Ind. ‘Buffer Law’ Regulates Conduct, Not Speech, Says AG’s Appellee Brief
The district court properly denied plaintiff-appellant Donald Nicodemus’ motion for injunctive relief to block Indiana Attorney General Todd Rokita (R) from enforcing HB-1186, the state’s “buffer law,” said Rokita’s appellee brief Friday (docket 24-1099) in the 7th U.S. Circuit Court of Appeals.
HB-1186 makes it a misdemeanor to approach within 25 feet of police officers on active duty. Nicodemus periodically livestreams police encounters on his YouTube channel. He contends that South Bend police on July 20 moved him back farther from a shooting investigation in town, referencing HB-1186 as they did so.
Nicodemus’ appeal seeks to reverse the U.S. District Court for Northern Indiana’s denial of his motion for an injunction to block HB-1186 on First Amendment grounds (see 2401160011). The court found that the statute isn’t unconstitutional by virtue of its being overbroad and because HB-1186 “has many legitimate applications.”
Nicodemus’ appeal “skips over the most important question” of whether application of the buffer law can result in substantial harm to First Amendment freedoms, said Rokita’s brief. Nicodemus fails to “meaningfully question” the district court’s findings concerning “the plethora of alternative avenues available” under the buffer law, it said. He also fails to demonstrate that the buffer law isn’t “properly tailored to the numerous substantial and compelling interests it serves,” it said. The 7th Circuit “should affirm the district court,” it said.

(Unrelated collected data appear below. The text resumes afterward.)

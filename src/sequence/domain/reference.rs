//! Sequence domains, issued values, and reference-number formatting.

use super::ParseSequenceDomainError;
use serde::{Deserialize, Serialize};
use std::fmt;

/// Named counter domain. Each domain owns an independent contiguous run of
/// issued values.
#[derive(Debug, Clone, Copy, PartialEq, Eq, Hash, Serialize, Deserialize)]
#[serde(rename_all = "snake_case")]
pub enum SequenceDomain {
    /// Task record numbers.
    Task,
    /// Receive reference numbers.
    Receive,
}

impl SequenceDomain {
    /// Returns the canonical storage key for the counter row.
    #[must_use]
    pub const fn as_str(self) -> &'static str {
        match self {
            Self::Task => "task",
            Self::Receive => "receive",
        }
    }

    /// Returns the prefix used when formatting reference numbers.
    #[must_use]
    pub const fn prefix(self) -> &'static str {
        match self {
            Self::Task => "TASK",
            Self::Receive => "RCV",
        }
    }
}

impl TryFrom<&str> for SequenceDomain {
    type Error = ParseSequenceDomainError;

    fn try_from(value: &str) -> Result<Self, Self::Error> {
        match value.trim().to_ascii_lowercase().as_str() {
            "task" => Ok(Self::Task),
            "receive" => Ok(Self::Receive),
            _ => Err(ParseSequenceDomainError(value.to_owned())),
        }
    }
}

impl fmt::Display for SequenceDomain {
    fn fmt(&self, f: &mut fmt::Formatter<'_>) -> fmt::Result {
        f.write_str(self.as_str())
    }
}

/// A value issued from a sequence counter.
///
/// Uniqueness within the issuing domain is the contract; formatting is
/// presentation.
#[derive(Debug, Clone, Copy, PartialEq, Eq, PartialOrd, Ord, Hash, Serialize, Deserialize)]
#[serde(transparent)]
pub struct SequenceValue(u64);

impl SequenceValue {
    /// Creates a sequence value from an already-issued integer.
    #[must_use]
    pub const fn new(value: u64) -> Self {
        Self(value)
    }

    /// Returns the underlying integer.
    #[must_use]
    pub const fn value(self) -> u64 {
        self.0
    }
}

impl From<u64> for SequenceValue {
    fn from(value: u64) -> Self {
        Self(value)
    }
}

impl fmt::Display for SequenceValue {
    fn fmt(&self, f: &mut fmt::Formatter<'_>) -> fmt::Result {
        write!(f, "{}", self.0)
    }
}

/// Human-readable reference number stamped on tasks and receives.
///
/// Formats as `{PREFIX}-{value:06}`, e.g. `TASK-000042`. The underlying
/// integer carries the uniqueness guarantee; the zero padding widens for
/// values past six digits rather than truncate.
#[derive(Debug, Clone, Copy, PartialEq, Eq, Hash, Serialize, Deserialize)]
pub struct ReferenceNumber {
    domain: SequenceDomain,
    value: SequenceValue,
}

impl ReferenceNumber {
    /// Creates a reference number from an issued value.
    #[must_use]
    pub const fn new(domain: SequenceDomain, value: SequenceValue) -> Self {
        Self { domain, value }
    }

    /// Returns the issuing domain.
    #[must_use]
    pub const fn domain(self) -> SequenceDomain {
        self.domain
    }

    /// Returns the issued value.
    #[must_use]
    pub const fn value(self) -> SequenceValue {
        self.value
    }
}

impl fmt::Display for ReferenceNumber {
    fn fmt(&self, f: &mut fmt::Formatter<'_>) -> fmt::Result {
        write!(f, "{}-{:06}", self.domain.prefix(), self.value.value())
    }
}
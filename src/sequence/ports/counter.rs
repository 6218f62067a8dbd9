//! Counter-store port for atomic sequence issuing.

use crate::sequence::domain::{SequenceDomain, SequenceValue};
use async_trait::async_trait;
use std::sync::Arc;
use thiserror::Error;

/// Result type for sequence counter store operations.
pub type SequenceStoreResult<T> = Result<T, SequenceStoreError>;

/// Durable, domain-keyed monotonic counter contract.
#[async_trait]
pub trait SequenceCounterStore: Send + Sync {
    /// Atomically increments the counter for `domain` and returns the new
    /// value, creating the counter at 1 when the domain has never been
    /// issued.
    ///
    /// Under N concurrent callers for the same domain, the returned values
    /// form a contiguous run with no gaps and no repeats. The increment and
    /// the read of the new value are one atomic unit relative to other
    /// callers.
    ///
    /// # Errors
    ///
    /// Returns [`SequenceStoreError`] when the counter storage is
    /// unreachable or yields an out-of-range value. Callers must treat this
    /// as fatal and never fabricate a number.
    async fn increment_and_fetch(
        &self,
        domain: SequenceDomain,
    ) -> SequenceStoreResult<SequenceValue>;
}

/// Errors returned by sequence counter store implementations.
#[derive(Debug, Clone, Error)]
pub enum SequenceStoreError {
    /// The stored counter holds a value outside the issuable range.
    #[error("counter value {value} for domain '{domain}' is out of range")]
    ValueOutOfRange {
        /// The counter's domain key.
        domain: SequenceDomain,
        /// The raw stored value.
        value: i64,
    },

    /// Persistence-layer failure.
    #[error("persistence error: {0}")]
    Persistence(Arc<dyn std::error::Error + Send + Sync>),
}

impl SequenceStoreError {
    /// Wraps a persistence error.
    pub fn persistence(err: impl std::error::Error + Send + Sync + 'static) -> Self {
        Self::Persistence(Arc::new(err))
    }
}
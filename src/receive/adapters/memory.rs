//! In-memory receive repository for tests and embedded use.

use async_trait::async_trait;
use std::collections::HashMap;
use std::sync::{Arc, RwLock};

use crate::receive::{
    domain::{Receive, ReceiveId},
    ports::{ReceiveRepository, ReceiveRepositoryError, ReceiveRepositoryResult},
};

/// Thread-safe in-memory receive repository.
#[derive(Debug, Clone, Default)]
pub struct InMemoryReceiveRepository {
    state: Arc<RwLock<HashMap<ReceiveId, Receive>>>,
}

impl InMemoryReceiveRepository {
    /// Creates an empty in-memory repository.
    #[must_use]
    pub fn new() -> Self {
        Self::default()
    }
}

fn lock_error(err: impl std::fmt::Display) -> ReceiveRepositoryError {
    ReceiveRepositoryError::persistence(std::io::Error::other(err.to_string()))
}

#[async_trait]
impl ReceiveRepository for InMemoryReceiveRepository {
    async fn create(&self, receive: &Receive) -> ReceiveRepositoryResult<()> {
        let mut state = self.state.write().map_err(lock_error)?;
        if state.contains_key(&receive.id()) {
            return Err(ReceiveRepositoryError::DuplicateReceive(receive.id()));
        }
        state.insert(receive.id(), receive.clone());
        Ok(())
    }

    async fn update(&self, receive: &Receive) -> ReceiveRepositoryResult<()> {
        let mut state = self.state.write().map_err(lock_error)?;
        if !state.contains_key(&receive.id()) {
            return Err(ReceiveRepositoryError::NotFound(receive.id()));
        }
        state.insert(receive.id(), receive.clone());
        Ok(())
    }

    async fn find_by_id(&self, id: ReceiveId) -> ReceiveRepositoryResult<Option<Receive>> {
        let state = self.state.read().map_err(lock_error)?;
        Ok(state.get(&id).cloned())
    }

    async fn list_all(&self) -> ReceiveRepositoryResult<Vec<Receive>> {
        let state = self.state.read().map_err(lock_error)?;
        let mut receives: Vec<Receive> = state.values().cloned().collect();
        receives.sort_by_key(|receive| receive.reference_number().value());
        Ok(receives)
    }
}
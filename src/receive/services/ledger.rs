//! Intake-ledger orchestration: creation, disposition, and derived status.

use crate::access::domain::Actor;
use crate::receive::{
    domain::{Receive, ReceiveDisposition, ReceiveDomainError, ReceiveId, ReceiveStatus},
    ports::{ReceiveRepository, ReceiveRepositoryError},
};
use crate::sequence::{
    domain::SequenceDomain,
    ports::SequenceCounterStore,
    services::{SequenceIssueError, SequenceIssuerService},
};
use crate::task::ports::{TaskRepository, TaskRepositoryError};
use mockable::Clock;
use std::sync::Arc;
use thiserror::Error;

/// A receive together with its effective (derived) status.
#[derive(Debug, Clone, PartialEq, Eq)]
pub struct ReceiveView {
    /// The receive aggregate.
    pub receive: Receive,
    /// Effective status: stored disposition plus derived `Assigned`.
    pub status: ReceiveStatus,
}

/// Service-level errors for intake-ledger operations.
#[derive(Debug, Error)]
pub enum ReceiveLedgerError {
    /// Domain validation or guard failure.
    #[error(transparent)]
    Domain(#[from] ReceiveDomainError),
    /// The receive was not found.
    #[error("receive not found: {0}")]
    NotFound(ReceiveId),
    /// Receive repository operation failed.
    #[error(transparent)]
    Repository(#[from] ReceiveRepositoryError),
    /// Linked-task lookup failed.
    #[error(transparent)]
    Tasks(#[from] TaskRepositoryError),
    /// Reference-number issuing failed.
    #[error(transparent)]
    Sequence(#[from] SequenceIssueError),
}

/// Result type for intake-ledger service operations.
pub type ReceiveLedgerResult<T> = Result<T, ReceiveLedgerError>;

/// Intake-ledger orchestration service.
///
/// Holds the task repository port alongside its own: the derived `Assigned`
/// status is re-computed from the linked-task count on every read rather
/// than stored, so it cannot drift.
#[derive(Clone)]
pub struct ReceiveLedgerService<R, T, S, C>
where
    R: ReceiveRepository,
    T: TaskRepository,
    S: SequenceCounterStore,
    C: Clock + Send + Sync,
{
    repository: Arc<R>,
    tasks: Arc<T>,
    sequences: SequenceIssuerService<S>,
    clock: Arc<C>,
}

impl<R, T, S, C> ReceiveLedgerService<R, T, S, C>
where
    R: ReceiveRepository,
    T: TaskRepository,
    S: SequenceCounterStore,
    C: Clock + Send + Sync,
{
    /// Creates a new intake-ledger service.
    #[must_use]
    pub const fn new(
        repository: Arc<R>,
        tasks: Arc<T>,
        sequences: SequenceIssuerService<S>,
        clock: Arc<C>,
    ) -> Self {
        Self {
            repository,
            tasks,
            sequences,
            clock,
        }
    }

    /// Creates an open receive with a freshly issued reference number.
    ///
    /// # Errors
    ///
    /// Returns [`ReceiveLedgerError`] when the actor may not manage
    /// receives, issuing fails, or persistence rejects the write.
    pub async fn create(&self, actor: &Actor) -> ReceiveLedgerResult<ReceiveView> {
        let reference_number = self
            .sequences
            .issue_reference(SequenceDomain::Receive)
            .await?;
        let receive = Receive::create(actor, reference_number, &*self.clock)?;
        self.repository.create(&receive).await?;
        tracing::debug!(receive_id = %receive.id(), reference = %receive.reference_number(), "receive created");
        Ok(ReceiveView {
            status: receive.effective_status(0),
            receive,
        })
    }

    /// Sets the stored disposition. Closing stamps the closure pair;
    /// reopening clears it in the same write.
    ///
    /// # Errors
    ///
    /// Returns [`ReceiveLedgerError`] when the receive is missing, the
    /// actor may not manage receives, or persistence fails.
    pub async fn set_disposition(
        &self,
        receive_id: ReceiveId,
        disposition: ReceiveDisposition,
        actor: &Actor,
    ) -> ReceiveLedgerResult<ReceiveView> {
        let mut receive = self
            .repository
            .find_by_id(receive_id)
            .await?
            .ok_or(ReceiveLedgerError::NotFound(receive_id))?;
        receive.set_disposition(actor, disposition, &*self.clock)?;
        self.repository.update(&receive).await?;
        self.view_of(receive).await
    }

    /// Finds a receive by identifier, with its derived status.
    ///
    /// Returns `Ok(None)` when no receive has the given ID.
    ///
    /// # Errors
    ///
    /// Returns [`ReceiveLedgerError`] when persistence lookup fails.
    pub async fn find_by_id(
        &self,
        receive_id: ReceiveId,
    ) -> ReceiveLedgerResult<Option<ReceiveView>> {
        match self.repository.find_by_id(receive_id).await? {
            Some(receive) => Ok(Some(self.view_of(receive).await?)),
            None => Ok(None),
        }
    }

    /// Returns all receives with their derived statuses, ordered by
    /// reference number.
    ///
    /// # Errors
    ///
    /// Returns [`ReceiveLedgerError`] when persistence lookup fails.
    pub async fn list_all(&self) -> ReceiveLedgerResult<Vec<ReceiveView>> {
        let receives = self.repository.list_all().await?;
        let mut views = Vec::with_capacity(receives.len());
        for receive in receives {
            views.push(self.view_of(receive).await?);
        }
        Ok(views)
    }

    async fn view_of(&self, receive: Receive) -> ReceiveLedgerResult<ReceiveView> {
        let linked = self.tasks.count_by_receive(receive.id()).await?;
        Ok(ReceiveView {
            status: receive.effective_status(linked),
            receive,
        })
    }
}
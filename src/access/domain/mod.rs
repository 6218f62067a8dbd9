//! Domain types for the authorization model.

mod actor;
mod capability;
mod error;
mod ids;
mod role;

pub use actor::Actor;
pub use capability::{Capability, CapabilitySet};
pub use error::{AccessDenied, ParseRoleError};
pub use ids::UserId;
pub use role::Role;
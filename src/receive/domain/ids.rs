//! Identifier types for the intake ledger.

use serde::{Deserialize, Serialize};
use std::fmt;
use uuid::Uuid;

/// Unique identifier for a receive record.
#[derive(Debug, Clone, Copy, PartialEq, Eq, Hash, Serialize, Deserialize)]
#[serde(transparent)]
pub struct ReceiveId(Uuid);

impl ReceiveId {
    /// Creates a new random receive identifier.
    #[must_use]
    pub fn new() -> Self {
        Self(Uuid::new_v4())
    }

    /// Creates a receive identifier from an existing UUID.
    #[must_use]
    pub const fn from_uuid(uuid: Uuid) -> Self {
        Self(uuid)
    }

    /// Returns the wrapped UUID.
    #[must_use]
    pub const fn into_inner(self) -> Uuid {
        self.0
    }
}

impl Default for ReceiveId {
    fn default() -> Self {
        Self::new()
    }
}

impl AsRef<Uuid> for ReceiveId {
    fn as_ref(&self) -> &Uuid {
        &self.0
    }
}

impl fmt::Display for ReceiveId {
    fn fmt(&self, f: &mut fmt::Formatter<'_>) -> fmt::Result {
        write!(f, "{}", self.0)
    }
}
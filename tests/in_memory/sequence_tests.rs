//! Sequence issuing properties over the in-memory store.

use crate::in_memory::helpers::Engine;
use despatch::sequence::domain::SequenceDomain;
use rstest::{fixture, rstest};
use std::collections::BTreeSet;
use std::sync::Arc;

#[fixture]
fn engine() -> Engine {
    Engine::new()
}

#[rstest]
#[tokio::test(flavor = "multi_thread")]
async fn concurrent_issuers_observe_a_contiguous_run(engine: Engine) -> eyre::Result<()> {
    let issuer = Arc::new(engine.sequences.clone());
    let mut handles = Vec::with_capacity(100);
    for _ in 0..100 {
        let issuer = Arc::clone(&issuer);
        handles.push(tokio::spawn(async move {
            issuer.next(SequenceDomain::Task).await
        }));
    }

    let mut issued = BTreeSet::new();
    for handle in handles {
        let value = handle.await??;
        assert!(issued.insert(value.value()), "value {value} issued twice");
    }
    let expected: BTreeSet<u64> = (1..=100).collect();
    assert_eq!(issued, expected);
    Ok(())
}

#[rstest]
#[tokio::test(flavor = "multi_thread")]
async fn interleaved_domains_never_share_values(engine: Engine) -> eyre::Result<()> {
    for round in 1..=5_u64 {
        let task = engine.sequences.next(SequenceDomain::Task).await?;
        let receive = engine.sequences.next(SequenceDomain::Receive).await?;
        assert_eq!(task.value(), round);
        assert_eq!(receive.value(), round);
    }
    Ok(())
}
//! Repository port for receive persistence.

use crate::receive::domain::{Receive, ReceiveId};
use async_trait::async_trait;
use std::sync::Arc;
use thiserror::Error;

/// Result type for receive repository operations.
pub type ReceiveRepositoryResult<T> = Result<T, ReceiveRepositoryError>;

/// Receive persistence contract.
#[async_trait]
pub trait ReceiveRepository: Send + Sync {
    /// Stores a new receive.
    ///
    /// # Errors
    ///
    /// Returns [`ReceiveRepositoryError::DuplicateReceive`] when the
    /// identifier already exists.
    async fn create(&self, receive: &Receive) -> ReceiveRepositoryResult<()>;

    /// Persists changes to an existing receive (disposition and closure
    /// fields land in one write).
    ///
    /// # Errors
    ///
    /// Returns [`ReceiveRepositoryError::NotFound`] when the receive does
    /// not exist.
    async fn update(&self, receive: &Receive) -> ReceiveRepositoryResult<()>;

    /// Finds a receive by identifier.
    ///
    /// Returns `None` when the receive does not exist.
    async fn find_by_id(&self, id: ReceiveId) -> ReceiveRepositoryResult<Option<Receive>>;

    /// Returns all receives ordered by reference number.
    async fn list_all(&self) -> ReceiveRepositoryResult<Vec<Receive>>;
}

/// Errors returned by receive repository implementations.
#[derive(Debug, Clone, Error)]
pub enum ReceiveRepositoryError {
    /// A receive with the same identifier already exists.
    #[error("duplicate receive identifier: {0}")]
    DuplicateReceive(ReceiveId),

    /// The receive was not found.
    #[error("receive not found: {0}")]
    NotFound(ReceiveId),

    /// Persistence-layer failure.
    #[error("persistence error: {0}")]
    Persistence(Arc<dyn std::error::Error + Send + Sync>),
}

impl ReceiveRepositoryError {
    /// Wraps a persistence error.
    pub fn persistence(err: impl std::error::Error + Send + Sync + 'static) -> Self {
        Self::Persistence(Arc::new(err))
    }
}
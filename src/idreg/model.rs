use serde::{de, Deserialize, Deserializer, Serialize};
use serde_json::{Map, Value};

/// Top-level key the records live under.
pub const USERS_KEY: &str = "users";

/// A single registry entry.
///
/// The five named fields are the ones the registry understands. Anything
/// else found on a stored record lands in `extra` and is written back
/// untouched, in the order it was read.
#[derive(Debug, Clone, PartialEq, Serialize, Deserialize)]
pub struct UserRecord {
    // Missing or mistyped fields are tolerated so one bad entry does not
    // blank the registry.
    #[serde(default, deserialize_with = "lenient_string")]
    pub user_id: String,
    #[serde(
        default,
        skip_serializing_if = "Option::is_none",
        deserialize_with = "lenient_opt_string"
    )]
    pub name: Option<String>,
    #[serde(default, deserialize_with = "lenient_opt_string")]
    pub pesel: Option<String>,
    #[serde(default, deserialize_with = "lenient_opt_string")]
    pub nip: Option<String>,
    #[serde(default, deserialize_with = "lenient_opt_string")]
    pub regon: Option<String>,
    #[serde(flatten)]
    pub extra: Map<String, Value>,
}

/// Reads a scalar as text: strings as-is, numbers and booleans in their
/// JSON spelling, `null` as absent. Arrays and objects are rejected.
fn lenient_opt_string<'de, D: Deserializer<'de>>(
    deserializer: D,
) -> std::result::Result<Option<String>, D::Error> {
    match Value::deserialize(deserializer)? {
        Value::Null => Ok(None),
        Value::String(s) => Ok(Some(s)),
        Value::Number(n) => Ok(Some(n.to_string())),
        Value::Bool(b) => Ok(Some(b.to_string())),
        Value::Array(_) => Err(de::Error::invalid_type(
            de::Unexpected::Seq,
            &"a string or number",
        )),
        Value::Object(_) => Err(de::Error::invalid_type(
            de::Unexpected::Map,
            &"a string or number",
        )),
    }
}

fn lenient_string<'de, D: Deserializer<'de>>(
    deserializer: D,
) -> std::result::Result<String, D::Error> {
    Ok(lenient_opt_string(deserializer)?.unwrap_or_default())
}

impl UserRecord {
    pub fn new(user_id: impl Into<String>) -> Self {
        Self {
            user_id: user_id.into(),
            name: None,
            pesel: None,
            nip: None,
            regon: None,
            extra: Map::new(),
        }
    }

    pub fn with_name(mut self, name: impl Into<String>) -> Self {
        self.name = Some(name.into());
        self
    }

    pub fn with_pesel(mut self, pesel: impl Into<String>) -> Self {
        self.pesel = Some(pesel.into());
        self
    }

    pub fn with_nip(mut self, nip: impl Into<String>) -> Self {
        self.nip = Some(nip.into());
        self
    }

    pub fn with_regon(mut self, regon: impl Into<String>) -> Self {
        self.regon = Some(regon.into());
        self
    }

    /// Overwrite every field the update carries; leave the rest alone.
    pub fn merge(&mut self, update: &RecordUpdate) {
        if let Some(name) = &update.name {
            self.name = Some(name.clone());
        }
        if let Some(pesel) = &update.pesel {
            self.pesel = Some(pesel.clone());
        }
        if let Some(nip) = &update.nip {
            self.nip = Some(nip.clone());
        }
        if let Some(regon) = &update.regon {
            self.regon = Some(regon.clone());
        }
        for (key, value) in &update.extra {
            self.extra.insert(key.clone(), value.clone());
        }
    }
}

/// The whole persisted registry.
#[derive(Debug, Clone, Default, PartialEq, Serialize, Deserialize)]
pub struct Document {
    #[serde(default)]
    pub users: Vec<UserRecord>,
}

impl Document {
    pub fn new(users: Vec<UserRecord>) -> Self {
        Self { users }
    }

    pub fn len(&self) -> usize {
        self.users.len()
    }

    pub fn is_empty(&self) -> bool {
        self.users.is_empty()
    }

    /// Serialize with four-space indentation, the on-disk layout.
    pub fn to_json_bytes(&self) -> serde_json::Result<Vec<u8>> {
        let mut buf = Vec::new();
        let formatter = serde_json::ser::PrettyFormatter::with_indent(b"    ");
        let mut ser = serde_json::Serializer::with_formatter(&mut buf, formatter);
        self.serialize(&mut ser)?;
        Ok(buf)
    }
}

/// A partial edit. `None` means "leave the field as it is".
///
/// There is no way to express "clear this field": the registry never had
/// one, and callers are expected to drop blank input before building an
/// update (see [`RecordUpdate::from_input`]).
#[derive(Debug, Clone, Default, PartialEq)]
pub struct RecordUpdate {
    pub name: Option<String>,
    pub pesel: Option<String>,
    pub nip: Option<String>,
    pub regon: Option<String>,
    pub extra: Map<String, Value>,
}

impl RecordUpdate {
    pub fn new() -> Self {
        Self::default()
    }

    /// Build an update from raw prompted values, skipping blank ones.
    pub fn from_input(name: &str, pesel: &str, nip: &str, regon: &str) -> Self {
        Self {
            name: non_blank(name),
            pesel: non_blank(pesel),
            nip: non_blank(nip),
            regon: non_blank(regon),
            extra: Map::new(),
        }
    }

    pub fn with_name(mut self, name: impl Into<String>) -> Self {
        self.name = Some(name.into());
        self
    }

    pub fn with_pesel(mut self, pesel: impl Into<String>) -> Self {
        self.pesel = Some(pesel.into());
        self
    }

    pub fn with_nip(mut self, nip: impl Into<String>) -> Self {
        self.nip = Some(nip.into());
        self
    }

    pub fn with_regon(mut self, regon: impl Into<String>) -> Self {
        self.regon = Some(regon.into());
        self
    }

    pub fn with_extra(mut self, key: impl Into<String>, value: Value) -> Self {
        self.extra.insert(key.into(), value);
        self
    }

    pub fn is_empty(&self) -> bool {
        self.name.is_none()
            && self.pesel.is_none()
            && self.nip.is_none()
            && self.regon.is_none()
            && self.extra.is_empty()
    }
}

/// Trim and drop empty input.
pub fn non_blank(value: &str) -> Option<String> {
    let trimmed = value.trim();
    if trimmed.is_empty() {
        None
    } else {
        Some(trimmed.to_string())
    }
}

The buffer law doesn’t regulate speech, it regulates conduct, said Rokita’s brief. While there’s a First Amendment right to record police activity, “no court has ever held that this includes a right to do so from as near a proximity as one desires,” it said. Though Nicodemus “leans on numerous cases” in which laws facially targeting First Amendment rights were struck down, the buffer law “is not such a law,” it said: “Nowhere in its text is speech, recording, or anything else that could be considered First Amendment conduct mentioned.”
As the district court properly found, HB-1186 “is directed toward encroachment,” said Rokita’s brief. A law that can’t hinder First Amendment rights can’t be used to target them, it said.
Nicodemus provides little reason to question the district court’s rationale for finding that any First Amendment effect of the buffer law is “merely incidental,” said Rokita’s brief. He doesn’t explain “why the zoom lenses that exist in the phones found in nearly everyone’s pocket might not be able to capture activity from a mere 25 feet away,” nor what constitutional basis there might be to challenge the buffer law as preventing the recording of private conversations, it said.
Nor do the cases that Nicodemus relies on most heavily “have anything to do with laws that do not facially implicate First Amendment conduct, or with the effect of a buffer zone on recording,” said Rokita’s brief. “As a result, his argument fails to gain any traction,” it said.
Nicodemus provides no “persuasive basis” for his argument that, at bottom, constitutes a claim that strict scrutiny must be applied to any law that, as a result of officer discretion, has any effect, even incidental, on First Amendment conduct, said Rokita’s brief. He provides no precedent under which a minor, incidental threat to First Amendment freedoms arising from officer discretion “may render a law subject to facial invalidation,” it said: “Such threats are precisely the type of scenario that as-applied challenges are designed to address, if and when an improper use of discretion arises.”